YOUR ASSIGNMENT: Write out all the material verbatim, line by line.

-*-*-

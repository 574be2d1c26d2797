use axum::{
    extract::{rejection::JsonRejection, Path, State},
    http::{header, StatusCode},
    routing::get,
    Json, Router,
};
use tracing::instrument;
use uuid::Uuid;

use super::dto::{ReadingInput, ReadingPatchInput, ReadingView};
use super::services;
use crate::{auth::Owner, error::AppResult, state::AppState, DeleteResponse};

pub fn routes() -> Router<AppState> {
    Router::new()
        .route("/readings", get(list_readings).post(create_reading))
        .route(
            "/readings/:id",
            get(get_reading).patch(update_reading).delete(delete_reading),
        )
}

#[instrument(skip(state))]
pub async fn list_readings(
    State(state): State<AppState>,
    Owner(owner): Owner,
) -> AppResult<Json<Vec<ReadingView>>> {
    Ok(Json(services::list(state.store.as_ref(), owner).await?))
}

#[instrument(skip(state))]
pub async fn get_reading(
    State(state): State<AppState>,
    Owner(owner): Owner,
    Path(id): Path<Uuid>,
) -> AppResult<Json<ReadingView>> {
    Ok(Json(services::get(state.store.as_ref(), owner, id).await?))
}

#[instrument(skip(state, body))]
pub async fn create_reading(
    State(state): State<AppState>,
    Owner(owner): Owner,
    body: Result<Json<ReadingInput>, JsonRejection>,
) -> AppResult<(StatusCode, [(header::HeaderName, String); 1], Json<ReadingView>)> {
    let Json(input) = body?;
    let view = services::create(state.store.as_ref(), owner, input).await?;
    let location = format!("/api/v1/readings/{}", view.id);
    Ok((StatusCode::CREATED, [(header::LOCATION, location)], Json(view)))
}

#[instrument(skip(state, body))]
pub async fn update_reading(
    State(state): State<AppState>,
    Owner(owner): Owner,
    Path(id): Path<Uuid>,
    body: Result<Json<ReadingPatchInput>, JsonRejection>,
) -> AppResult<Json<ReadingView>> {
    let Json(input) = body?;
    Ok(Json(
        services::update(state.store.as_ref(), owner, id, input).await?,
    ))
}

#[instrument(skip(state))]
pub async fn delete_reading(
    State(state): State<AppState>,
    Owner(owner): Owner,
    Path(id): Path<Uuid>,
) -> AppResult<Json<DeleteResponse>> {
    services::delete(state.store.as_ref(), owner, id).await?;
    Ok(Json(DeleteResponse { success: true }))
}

-*-*-

RESULT FOR THIS TASK:
repository 574be2d1c26d2797
use axum::{
    extract::{rejection::JsonRejection, Path, State},
    http::{header, StatusCode},
    routing::get,
    Json, Router,
};
use tracing::instrument;
use uuid::Uuid;

use super::dto::{ReadingInput, ReadingPatchInput, ReadingView};
use super::services;
use crate::{auth::Owner, error::AppResult, state::AppState, DeleteResponse};

pub fn routes() -> Router<AppState> {
    Router::new()
        .route("/readings", get(list_readings).post(create_reading))
        .route(
            "/readings/:id",
            get(get_reading).patch(update_reading).delete(delete_reading),
        )
}

#[instrument(skip(state))]
pub async fn list_readings(
    State(state): State<AppState>,
    Owner(owner): Owner,
) -> AppResult<Json<Vec<ReadingView>>> {
    Ok(Json(services::list(state.store.as_ref(), owner).await?))
}

#[instrument(skip(state))]
pub async fn get_reading(
    State(state): State<AppState>,
    Owner(owner): Owner,
    Path(id): Path<Uuid>,
) -> AppResult<Json<ReadingView>> {
    Ok(Json(services::get(state.store.as_ref(), owner, id).await?))
}

#[instrument(skip(state, body))]
pub async fn create_reading(
    State(state): State<AppState>,
    Owner(owner): Owner,
    body: Result<Json<ReadingInput>, JsonRejection>,
) -> AppResult<(StatusCode, [(header::HeaderName, String); 1], Json<ReadingView>)> {
    let Json(input) = body?;
    let view = services::create(state.store.as_ref(), owner, input).await?;
    let location = format!("/api/v1/readings/{}", view.id);
    Ok((StatusCode::CREATED, [(header::LOCATION, location)], Json(view)))
}

#[instrument(skip(state, body))]
pub async fn update_reading(
    State(state): State<AppState>,
    Owner(owner): Owner,
    Path(id): Path<Uuid>,
    body: Result<Json<ReadingPatchInput>, JsonRejection>,
) -> AppResult<Json<ReadingView>> {
    let Json(input) = body?;
    Ok(Json(
        services::update(state.store.as_ref(), owner, id, input).await?,
    ))
}

#[instrument(skip(state))]
pub async fn delete_reading(
    State(state): State<AppState>,
    Owner(owner): Owner,
    Path(id): Path<Uuid>,
) -> AppResult<Json<DeleteResponse>> {
    services::delete(state.store.as_ref(), owner, id).await?;
    Ok(Json(DeleteResponse { success: true }))
}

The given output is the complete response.